- 1Genetics Department, Graduate Program in Genetics and Molecular Biology, Biosciences Institute, Federal University of Rio Grande do Sul, Porto Alegre, Brazil
- 2Botany Department, Graduate Program in Plant Physiology, Biology Institute, Federal University of Pelotas, Pelotas, Brazil
1 Introduction
Atmospheric emissions of nitrous oxide (N2O) have increased by approximately 40% since 1980, with agriculture being the main source. This trend places N2O mitigation at the center of both climate and agricultural sustainability agendas, moving the world further from the 1.5°C target and slowing ozone layer recovery, as N2O is now the main ozone-depleting gas (Tian et al., 2024).

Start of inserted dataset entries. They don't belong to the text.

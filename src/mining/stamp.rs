//! Validation stamp construction and the cross-validation checks that
//! compare a received stamp against a locally recomputed one. Every
//! component is a deterministic function of the transaction and the fetched
//! context, so agreeing validators produce identical stamps.

use sha2::{Digest, Sha256};

use crate::crypto::{NodeKeys, PublicKey};
use crate::election::Election;
use crate::encoding::put_var_bytes;
use crate::mining::context::ValidationContext;
use crate::types::{
    Inconsistency, LedgerOperations, MovementType, NodeMovement, Transaction, TransactionMovement,
    UnspentOutput, ValidationStamp,
};

/// Flat fee floor, in the smallest currency unit.
pub const BASE_FEE: u64 = 1_000_000;
pub const FEE_PER_MOVEMENT: u64 = 100_000;
pub const FEE_PER_CONTENT_KILOBYTE: u64 = 10_000;

pub fn create_validation_stamp(
    context: &ValidationContext,
    coordinator_keys: &NodeKeys,
    election: &dyn Election,
    origin_keys: &[PublicKey],
    timestamp: u64,
) -> ValidationStamp {
    let transaction = &context.transaction;
    let ledger_operations = build_ledger_operations(context);
    let mut stamp = ValidationStamp {
        timestamp,
        proof_of_work: proof_of_work(transaction, origin_keys),
        proof_of_integrity: proof_of_integrity(
            transaction,
            context.previous_transaction.as_ref(),
        ),
        proof_of_election: election.election_proof(&transaction.address, timestamp),
        ledger_operations,
        signature: Vec::new(),
    };
    stamp.signature = coordinator_keys.sign(&stamp.payload_for_signature());
    stamp
}

/// Recomputes every stamp component and reports the mismatches. An empty
/// list is an affirmative cross-validation.
pub fn validate_stamp(
    context: &ValidationContext,
    stamp: &ValidationStamp,
    election: &dyn Election,
    origin_keys: &[PublicKey],
    coordinator_key: &PublicKey,
    now: u64,
    timestamp_tolerance_ms: u64,
) -> Vec<Inconsistency> {
    let transaction = &context.transaction;
    let mut inconsistencies = Vec::new();

    if !stamp.verify_signature(coordinator_key) {
        inconsistencies.push(Inconsistency::Signature);
    }
    if stamp.proof_of_work != proof_of_work(transaction, origin_keys) {
        inconsistencies.push(Inconsistency::ProofOfWork);
    }
    if stamp.proof_of_integrity
        != proof_of_integrity(transaction, context.previous_transaction.as_ref())
    {
        inconsistencies.push(Inconsistency::ProofOfIntegrity);
    }
    if stamp.proof_of_election != election.election_proof(&transaction.address, stamp.timestamp) {
        inconsistencies.push(Inconsistency::ProofOfElection);
    }

    let expected = build_ledger_operations(context);
    if stamp.ledger_operations.fee != expected.fee {
        inconsistencies.push(Inconsistency::TransactionFee);
    }
    if stamp.ledger_operations.transaction_movements != expected.transaction_movements {
        inconsistencies.push(Inconsistency::TransactionMovements);
    }
    if stamp.ledger_operations.unspent_outputs != expected.unspent_outputs {
        inconsistencies.push(Inconsistency::UnspentOutputs);
    }
    if stamp.ledger_operations.node_movements != node_movements(expected.fee, context) {
        inconsistencies.push(Inconsistency::NodeMovements);
    }
    if now.abs_diff(stamp.timestamp) > timestamp_tolerance_ms {
        inconsistencies.push(Inconsistency::Timestamp);
    }

    inconsistencies
}

fn build_ledger_operations(context: &ValidationContext) -> LedgerOperations {
    let transaction = &context.transaction;
    let fee = fee(transaction);
    let transaction_movements = movements(transaction);
    let unspent_outputs = resulting_unspent_outputs(
        transaction,
        &context.unspent_outputs,
        fee,
        &transaction_movements,
    );
    LedgerOperations {
        fee,
        transaction_movements,
        unspent_outputs,
        node_movements: node_movements(fee, context),
    }
}

/// Deterministic fee: a flat floor plus per-movement and per-kilobyte
/// components.
pub fn fee(transaction: &Transaction) -> u64 {
    let movement_count = (transaction.data.ledger.uco_transfers.len()
        + transaction.data.ledger.token_transfers.len()) as u64;
    let content_kilobytes = transaction.data.content.len() as u64 / 1_024;
    BASE_FEE + movement_count * FEE_PER_MOVEMENT + content_kilobytes * FEE_PER_CONTENT_KILOBYTE
}

pub fn movements(transaction: &Transaction) -> Vec<TransactionMovement> {
    let mut movements = Vec::new();
    for transfer in &transaction.data.ledger.uco_transfers {
        movements.push(TransactionMovement {
            to: transfer.to.clone(),
            amount: transfer.amount,
            movement_type: MovementType::Uco,
        });
    }
    for transfer in &transaction.data.ledger.token_transfers {
        movements.push(TransactionMovement {
            to: transfer.to.clone(),
            amount: transfer.amount,
            movement_type: MovementType::Token {
                token_address: transfer.token_address.clone(),
                token_id: transfer.token_id,
            },
        });
    }
    movements
}

/// New output set for the chain: the UCO change left after settling the
/// movements and the fee, plus the token outputs carried over.
fn resulting_unspent_outputs(
    transaction: &Transaction,
    consumed: &[UnspentOutput],
    fee: u64,
    movements: &[TransactionMovement],
) -> Vec<UnspentOutput> {
    let uco_in: u64 = consumed
        .iter()
        .filter(|output| output.output_type == MovementType::Uco)
        .map(|output| output.amount)
        .sum();
    let uco_out: u64 = movements
        .iter()
        .filter(|movement| movement.movement_type == MovementType::Uco)
        .map(|movement| movement.amount)
        .sum();
    let change = uco_in.saturating_sub(uco_out).saturating_sub(fee);

    let mut outputs = Vec::new();
    if change > 0 {
        outputs.push(UnspentOutput {
            from: transaction.address.clone(),
            amount: change,
            output_type: MovementType::Uco,
        });
    }
    outputs.extend(
        consumed
            .iter()
            .filter(|output| output.output_type != MovementType::Uco)
            .cloned(),
    );
    outputs
}

/// The fee split equally across the validators that worked the transaction.
pub fn node_movements(fee: u64, context: &ValidationContext) -> Vec<NodeMovement> {
    let validators = context.validation_nodes.len() as u64;
    if validators == 0 {
        return Vec::new();
    }
    let reward = fee / validators;
    context
        .validation_nodes
        .iter()
        .map(|peer| NodeMovement {
            to: peer.last_public_key.clone(),
            amount: reward,
        })
        .collect()
}

/// First known origin key whose signature check passes, or the null key when
/// the search fails (flagged by cross-validation).
pub fn proof_of_work(transaction: &Transaction, origin_keys: &[PublicKey]) -> PublicKey {
    let payload = transaction.payload_for_origin_signature();
    origin_keys
        .iter()
        .find(|key| key.verifies(&payload, &transaction.origin_signature))
        .cloned()
        .unwrap_or_else(PublicKey::null)
}

/// Hash chain over the pending transaction and the previous transaction's
/// proof of integrity.
pub fn proof_of_integrity(
    transaction: &Transaction,
    previous_transaction: Option<&Transaction>,
) -> Vec<u8> {
    let mut payload = transaction.payload_for_origin_signature();
    put_var_bytes(&mut payload, &transaction.origin_signature);
    let mut hasher = Sha256::new();
    hasher.update(&payload);
    if let Some(previous) = previous_transaction {
        if let Some(stamp) = &previous.validation_stamp {
            hasher.update(&stamp.proof_of_integrity);
        }
    }
    hasher.finalize().to_vec()
}

#[cfg(test)]
mod tests {
    use super::*;
    use crate::crypto::{Address, HashAlgorithm};
    use crate::election::HashElection;
    use crate::types::{Ledger, Peer, TransactionData, TransactionType, UcoTransfer};
    use std::net::{IpAddr, Ipv4Addr};

    fn address(byte: u8) -> Address {
        let mut bytes = vec![0u8, HashAlgorithm::Sha256.id()];
        bytes.extend_from_slice(&[byte; 32]);
        Address::from_bytes(bytes).unwrap()
    }

    fn peer(port: u16) -> Peer {
        let keys = NodeKeys::generate();
        Peer::new(
            keys.public_key().clone(),
            keys.public_key().clone(),
            IpAddr::V4(Ipv4Addr::LOCALHOST),
            port,
        )
    }

    fn signed_transaction(origin: &NodeKeys) -> Transaction {
        let previous = NodeKeys::generate();
        let mut transaction = Transaction {
            address: address(0x11),
            tx_type: TransactionType::Transfer,
            data: TransactionData {
                ledger: Ledger {
                    uco_transfers: vec![UcoTransfer {
                        to: address(0x22),
                        amount: 2_000_000,
                    }],
                    token_transfers: Vec::new(),
                },
                ..TransactionData::default()
            },
            previous_public_key: previous.public_key().clone(),
            previous_signature: Vec::new(),
            origin_signature: Vec::new(),
            validation_stamp: None,
            cross_validation_stamps: Vec::new(),
        };
        transaction.previous_signature =
            previous.sign(&transaction.payload_for_previous_signature());
        transaction.origin_signature = origin.sign(&transaction.payload_for_origin_signature());
        transaction
    }

    fn context_for(transaction: Transaction) -> ValidationContext {
        ValidationContext::new(transaction, peer(8_000), vec![peer(9_000), peer(9_001)])
    }

    #[test]
    fn proof_of_work_finds_the_origin_key() {
        let origin = NodeKeys::generate();
        let other = NodeKeys::generate();
        let transaction = signed_transaction(&origin);

        let found = proof_of_work(
            &transaction,
            &[other.public_key().clone(), origin.public_key().clone()],
        );
        assert_eq!(&found, origin.public_key());

        let missed = proof_of_work(&transaction, &[other.public_key().clone()]);
        assert_eq!(missed, PublicKey::null());
    }

    #[test]
    fn stamp_validates_cleanly_against_its_own_context() {
        let origin = NodeKeys::generate();
        let coordinator = NodeKeys::generate();
        let election = HashElection::default();
        let transaction = signed_transaction(&origin);
        let mut context = context_for(transaction);
        context.unspent_outputs = vec![UnspentOutput {
            from: address(0x33),
            amount: 10_000_000,
            output_type: MovementType::Uco,
        }];

        let now = 1_700_000_000_000;
        let stamp = create_validation_stamp(
            &context,
            &coordinator,
            &election,
            &[origin.public_key().clone()],
            now,
        );
        let inconsistencies = validate_stamp(
            &context,
            &stamp,
            &election,
            &[origin.public_key().clone()],
            coordinator.public_key(),
            now,
            10_000,
        );
        assert!(inconsistencies.is_empty(), "{inconsistencies:?}");
        assert_eq!(&stamp.proof_of_work, origin.public_key());

        // 10M in, 2M moved, fee of 1.1M: the change comes back to the chain.
        let change = &stamp.ledger_operations.unspent_outputs[0];
        assert_eq!(change.amount, 10_000_000 - 2_000_000 - stamp.ledger_operations.fee);
    }

    #[test]
    fn tampered_stamp_is_flagged() {
        let origin = NodeKeys::generate();
        let coordinator = NodeKeys::generate();
        let election = HashElection::default();
        let context = context_for(signed_transaction(&origin));
        let now = 1_700_000_000_000;
        let origin_keys = [origin.public_key().clone()];

        let mut stamp =
            create_validation_stamp(&context, &coordinator, &election, &origin_keys, now);
        stamp.proof_of_work = PublicKey::null();
        stamp.ledger_operations.fee += 1;

        let inconsistencies = validate_stamp(
            &context,
            &stamp,
            &election,
            &origin_keys,
            coordinator.public_key(),
            now,
            10_000,
        );
        assert!(inconsistencies.contains(&Inconsistency::Signature));
        assert!(inconsistencies.contains(&Inconsistency::ProofOfWork));
        assert!(inconsistencies.contains(&Inconsistency::TransactionFee));
    }

    #[test]
    fn stale_timestamp_is_flagged() {
        let origin = NodeKeys::generate();
        let coordinator = NodeKeys::generate();
        let election = HashElection::default();
        let context = context_for(signed_transaction(&origin));
        let origin_keys = [origin.public_key().clone()];

        let stamp = create_validation_stamp(
            &context,
            &coordinator,
            &election,
            &origin_keys,
            1_700_000_000_000,
        );
        let inconsistencies = validate_stamp(
            &context,
            &stamp,
            &election,
            &origin_keys,
            coordinator.public_key(),
            1_700_000_000_000 + 60_000,
            10_000,
        );
        assert_eq!(inconsistencies, vec![Inconsistency::Timestamp]);
    }

    #[test]
    fn integrity_chains_over_the_previous_stamp() {
        let origin = NodeKeys::generate();
        let transaction = signed_transaction(&origin);

        let alone = proof_of_integrity(&transaction, None);

        let mut previous = signed_transaction(&origin);
        previous.validation_stamp = Some(ValidationStamp {
            timestamp: 1,
            proof_of_work: PublicKey::null(),
            proof_of_integrity: vec![0xaa; 32],
            proof_of_election: vec![0xbb; 32],
            ledger_operations: LedgerOperations::default(),
            signature: vec![0xcc; 64],
        });
        let chained = proof_of_integrity(&transaction, Some(&previous));

        assert_ne!(alone, chained);
    }
}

Nitrous oxide emissions arise from multiple nitrogen transformation pathways, including nitrification, denitrification, and coupled microbial processes. The relative importance of which depends on soil properties, climate, management practices, and microbial community composition (Malyan et al., 2025). Meanwhile, fertilizer price fluctuations continue to strain farm budgets. Global food prices remained volatile even after the 2022 peak. The science is clear: when crops receive more synthetic nitrogen (N) than they can absorb, these diverse pathways converge on a shared inefficiency, and part of the surplus N is lost to the environment as N2O emissions.
However, the policy response has favored subsidies over efficiency. A practical solution already exists: microbial bioinputs, such as plant growth-promoting bacteria (PGPB), help farmers maintain yields while reducing synthetic N use by enhancing root growth, nutrient uptake, and metabolic efficiency. Therefore, the central challenge is no longer proof of concept but rather governance and deployment at scale. This includes clear standards, multicenter trials, and on-farm measurement, reporting, and verification (MRV) of N2O emissions.

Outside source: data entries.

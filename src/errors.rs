use std::io;

use thiserror::Error;

#[derive(Debug, Error)]
pub enum ChainError {
    #[error("io error: {0}")]
    Io(#[from] io::Error),
    #[error("encoding error: {0}")]
    Encoding(String),
    #[error("storage error: {0}")]
    Storage(String),
    #[error("configuration error: {0}")]
    Config(String),
    #[error("cryptography error: {0}")]
    Crypto(String),
    #[error("transaction rejected: {0}")]
    Transaction(String),
    #[error("mining error: {0}")]
    Mining(String),
    #[error("network error: {0}")]
    Network(String),
}

pub type ChainResult<T> = Result<T, ChainError>;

Here, we argue that integrating microbial bioinputs within this framework represents a near-term opportunity to reduce agricultural N2O emissions without compromising yields. This conceptual framework is summarized in Figure 1, which illustrates how microbial bioinputs can reduce synthetic N use, enhance N efficiency, and enable credible emission accounting through standards, multi-center trials, and MRV systems.
Figure 1. Conceptual framework linking microbial bioinputs to reduced agricultural N2O emissions. The left panel depicts conventional fertilizer-intensive systems as major sources of N2O, a potent greenhouse and ozone-depleting gas. The center panel illustrates how microbial bioinputs, such as Azospirillum and other plant growth-promoting bacteria, enhance root development, nutrient uptake, and nitrogen-use efficiency, allowing 20-30 kg N ha−¹ less fertilizer without yield loss. The right panel shows enabling governance measures, including quality standards, multicenter trials, and on-farm measurement, reporting, and verification (MRV) systems that integrate verified emission reductions into national greenhouse gas inventories. Together, these elements highlight a scalable approach to reduce N2O emissions while maintaining crop productivity.

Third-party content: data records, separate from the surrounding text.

//! In-memory lookup tables and on-disk indices for the transaction chains.
//!
//! Four record families live under `db_path`, all big-endian and append-only:
//!
//! - `<HEX(subset)>-summary` — one record per stored transaction:
//!   `<current_address><genesis_address><size:u32><offset:u32>`;
//! - `<HEX(genesis)>-addresses` — `<unix_ts:u32><address>` per chain head;
//! - `<HEX(genesis)>-keys` — `<unix_ts:u32><public_key>` per key rotation;
//! - `<type_name>` — `<address>` per transaction of that type.
//!
//! Startup replays the subset and type files to rebuild the tables and the
//! per-subset bloom filters; a partially flushed trailing record is dropped,
//! anything else that fails to decode aborts the open so the operator can
//! intervene.

use std::collections::HashMap;
use std::fs::{self, File, OpenOptions};
use std::io::{BufReader, Read, Write};
use std::path::{Path, PathBuf};

use parking_lot::RwLock;
use tracing::{debug, warn};

use crate::crypto::{Address, HashAlgorithm, PublicKey};
use crate::encoding::{is_truncation, ByteReader};
use crate::errors::{ChainError, ChainResult};
use crate::storage::bloom::BloomFilter;
use crate::types::TransactionType;

pub const SUBSET_COUNT: usize = 256;

/// Location of one stored transaction inside its genesis chain file.
#[derive(Clone, Debug, PartialEq, Eq)]
pub struct TxEntry {
    pub genesis_address: Address,
    pub size: u32,
    pub offset: u32,
}

#[derive(Clone, Copy, Debug, Default, PartialEq, Eq)]
pub struct ChainStats {
    pub total_size: u32,
    pub tx_count: u32,
}

struct Tables {
    tx_index: HashMap<Address, TxEntry>,
    chain_stats: HashMap<Address, ChainStats>,
    last_index: HashMap<Address, Address>,
    type_stats: HashMap<TransactionType, u64>,
    blooms: Vec<BloomFilter>,
}

pub struct ChainIndex {
    db_path: PathBuf,
    tables: RwLock<Tables>,
}

impl ChainIndex {
    /// Opens the index rooted at `db_path`, replaying every subset and type
    /// file found there.
    pub fn open(db_path: impl Into<PathBuf>, bloom_expected_items: usize) -> ChainResult<Self> {
        let db_path = db_path.into();
        fs::create_dir_all(&db_path)?;
        let mut tables = Tables {
            tx_index: HashMap::new(),
            chain_stats: HashMap::new(),
            last_index: HashMap::new(),
            type_stats: HashMap::new(),
            blooms: (0..SUBSET_COUNT)
                .map(|_| BloomFilter::with_rate(bloom_expected_items, 0.001))
                .collect(),
        };
        let index = {
            recover_subsets(&db_path, &mut tables)?;
            recover_last_addresses(&db_path, &mut tables)?;
            recover_type_counts(&db_path, &mut tables)?;
            Self {
                db_path,
                tables: RwLock::new(tables),
            }
        };
        Ok(index)
    }

    /// Records a newly appended transaction: one subset index record, one
    /// type index record, bloom and table updates. The offset assigned is
    /// the chain's total size before this transaction.
    pub fn add_tx(
        &self,
        address: &Address,
        genesis_address: &Address,
        tx_type: TransactionType,
        size: u32,
    ) -> ChainResult<u32> {
        let mut tables = self.tables.write();
        let stats = tables
            .chain_stats
            .get(genesis_address)
            .copied()
            .unwrap_or_default();
        let offset = stats.total_size;
        let total_size = stats.total_size.checked_add(size).ok_or_else(|| {
            ChainError::Storage(format!(
                "chain {genesis_address} exceeds the 4 GiB addressable size"
            ))
        })?;
        let tx_count = stats.tx_count + 1;

        let mut record = Vec::with_capacity(address.len() + genesis_address.len() + 8);
        record.extend_from_slice(address.as_bytes());
        record.extend_from_slice(genesis_address.as_bytes());
        record.extend_from_slice(&size.to_be_bytes());
        record.extend_from_slice(&offset.to_be_bytes());
        append_durable(&self.subset_file(address.subset()), &record)?;
        append_durable(&self.type_file(tx_type), address.as_bytes())?;

        tables.blooms[address.subset() as usize].insert(address.digest());
        tables.tx_index.insert(
            address.clone(),
            TxEntry {
                genesis_address: genesis_address.clone(),
                size,
                offset,
            },
        );
        tables
            .chain_stats
            .insert(genesis_address.clone(), ChainStats { total_size, tx_count });
        *tables.type_stats.entry(tx_type).or_insert(0) += 1;
        Ok(offset)
    }

    /// Looks up a transaction location. A miss in the in-memory table falls
    /// back to the subset bloom filter and, on a positive, a linear scan of
    /// the subset index file; bloom false positives end as `None`.
    pub fn get_tx_entry(&self, address: &Address) -> ChainResult<Option<TxEntry>> {
        {
            let tables = self.tables.read();
            if let Some(entry) = tables.tx_index.get(address) {
                return Ok(Some(entry.clone()));
            }
            if !tables.blooms[address.subset() as usize].contains(address.digest()) {
                return Ok(None);
            }
        }
        self.scan_subset_for(address)
    }

    /// Fast existence check: table membership or bloom positive. May report
    /// true spuriously; `get_tx_entry` is the authoritative answer.
    pub fn transaction_exists(&self, address: &Address) -> bool {
        let tables = self.tables.read();
        tables.tx_index.contains_key(address)
            || tables.blooms[address.subset() as usize].contains(address.digest())
    }

    /// Number of transactions on the chain `address` belongs to.
    pub fn chain_size(&self, address: &Address) -> u64 {
        let genesis = self.get_genesis_address(address);
        let tables = self.tables.read();
        tables
            .chain_stats
            .get(&genesis)
            .map(|stats| stats.tx_count as u64)
            .unwrap_or(0)
    }

    /// Genesis of the chain `address` belongs to; an unknown address is its
    /// own genesis.
    pub fn get_genesis_address(&self, address: &Address) -> Address {
        let tables = self.tables.read();
        tables
            .tx_index
            .get(address)
            .map(|entry| entry.genesis_address.clone())
            .unwrap_or_else(|| address.clone())
    }

    pub fn get_first_chain_address(&self, address: &Address) -> Address {
        self.get_genesis_address(address)
    }

    /// Appends a chain-addresses record and moves the chain head.
    pub fn set_last_chain_address(
        &self,
        previous_address: &Address,
        new_address: &Address,
        timestamp: u32,
    ) -> ChainResult<()> {
        let genesis = self.get_genesis_address(previous_address);
        let mut record = Vec::with_capacity(4 + new_address.len());
        record.extend_from_slice(&timestamp.to_be_bytes());
        record.extend_from_slice(new_address.as_bytes());
        append_durable(&self.addresses_file(&genesis), &record)?;
        self.tables
            .write()
            .last_index
            .insert(genesis, new_address.clone());
        Ok(())
    }

    /// Current head of the chain `address` belongs to. Falls back to a scan
    /// of the chain-addresses file, then to the queried address itself.
    pub fn get_last_chain_address(&self, address: &Address) -> ChainResult<Address> {
        let genesis = self.get_genesis_address(address);
        if let Some(last) = self.tables.read().last_index.get(&genesis) {
            return Ok(last.clone());
        }
        let mut last = None;
        for record in ChainAddressesIter::open(&self.addresses_file(&genesis)) {
            let (_, recorded) = record?;
            last = Some(recorded);
        }
        Ok(last.unwrap_or_else(|| address.clone()))
    }

    /// Head of the chain as of `until` (unix seconds): the recorded address
    /// with the greatest timestamp `<= until`, or the queried address when
    /// nothing qualifies.
    pub fn get_last_chain_address_until(
        &self,
        address: &Address,
        until: u32,
    ) -> ChainResult<Address> {
        let genesis = self.get_genesis_address(address);
        let mut best: Option<(u32, Address)> = None;
        for record in ChainAddressesIter::open(&self.addresses_file(&genesis)) {
            let (timestamp, recorded) = record?;
            if timestamp == until {
                return Ok(recorded);
            }
            if timestamp < until && best.as_ref().map(|(ts, _)| timestamp >= *ts).unwrap_or(true) {
                best = Some((timestamp, recorded));
            }
        }
        Ok(best
            .map(|(_, recorded)| recorded)
            .unwrap_or_else(|| address.clone()))
    }

    /// Appends a chain-keys record for a key rotation.
    pub fn set_public_key(
        &self,
        genesis_address: &Address,
        public_key: &PublicKey,
        timestamp: u32,
    ) -> ChainResult<()> {
        let mut record = Vec::with_capacity(4 + public_key.len());
        record.extend_from_slice(&timestamp.to_be_bytes());
        record.extend_from_slice(public_key.as_bytes());
        append_durable(&self.keys_file(genesis_address), &record)
    }

    /// First key recorded for the chain the given key belongs to; the key
    /// itself when its chain is unknown.
    pub fn get_first_public_key(&self, public_key: &PublicKey) -> ChainResult<PublicKey> {
        let address = Address::from_public_key(HashAlgorithm::Sha256, public_key);
        let genesis = self.get_genesis_address(&address);
        let path = self.keys_file(&genesis);
        if !path.exists() {
            return Ok(public_key.clone());
        }
        let bytes = fs::read(&path)?;
        let mut reader = ByteReader::new(&bytes);
        if reader.is_empty() {
            return Ok(public_key.clone());
        }
        let _timestamp = reader.read_u32()?;
        PublicKey::read_from(&mut reader)
    }

    /// Lazy sequence over the addresses recorded for a transaction type.
    pub fn list_addresses_by_type(&self, tx_type: TransactionType) -> TypeAddressIter {
        TypeAddressIter::open(&self.type_file(tx_type))
    }

    pub fn count_transactions_by_type(&self, tx_type: TransactionType) -> u64 {
        self.tables
            .read()
            .type_stats
            .get(&tx_type)
            .copied()
            .unwrap_or(0)
    }

    /// Known genesis addresses, in unspecified order.
    pub fn list_genesis_addresses(&self) -> Vec<Address> {
        self.tables.read().chain_stats.keys().cloned().collect()
    }

    /// Lazy sequence over every recorded chain address, per genesis.
    pub fn list_all_addresses(&self) -> impl Iterator<Item = ChainResult<Address>> + '_ {
        let genesis_addresses = self.list_genesis_addresses();
        genesis_addresses.into_iter().flat_map(move |genesis| {
            ChainAddressesIter::open(&self.addresses_file(&genesis))
                .map(|record| record.map(|(_, address)| address))
                .collect::<Vec<_>>()
        })
    }

    fn scan_subset_for(&self, address: &Address) -> ChainResult<Option<TxEntry>> {
        let path = self.subset_file(address.subset());
        if !path.exists() {
            return Ok(None);
        }
        let bytes = fs::read(&path)?;
        let mut reader = ByteReader::new(&bytes);
        loop {
            match read_subset_record(&mut reader) {
                Ok(Some(record)) if record.address == *address => {
                    return Ok(Some(record.entry));
                }
                Ok(Some(_)) => continue,
                Ok(None) => return Ok(None),
                Err(err) if is_truncation(&err) => return Ok(None),
                Err(err) => return Err(err),
            }
        }
    }

    fn subset_file(&self, subset: u8) -> PathBuf {
        self.db_path.join(format!("{}-summary", hex::encode([subset])))
    }

    fn addresses_file(&self, genesis: &Address) -> PathBuf {
        self.db_path.join(format!("{}-addresses", genesis.to_hex()))
    }

    fn keys_file(&self, genesis: &Address) -> PathBuf {
        self.db_path.join(format!("{}-keys", genesis.to_hex()))
    }

    fn type_file(&self, tx_type: TransactionType) -> PathBuf {
        self.db_path.join(tx_type.name())
    }
}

2 What the field evidence shows (without the hype)
Field-scale evidence indicates that microbial bioinputs can reduce synthetic nitrogen (N) requirements while maintaining crop yields, although the responses are context-dependent (Barbosa et al., 2025). A Brazilian meta-analysis of 103 maize trials showed consistent benefits from Azospirillum brasilense: inoculation led to larger root systems, higher leaf N, and yield gains, especially with seed inoculation (Barbosa et al., 2022). This case represents one of the most comprehensive and mature datasets currently available, derived from multi-year, multi-site trials conducted under commercial farming conditions.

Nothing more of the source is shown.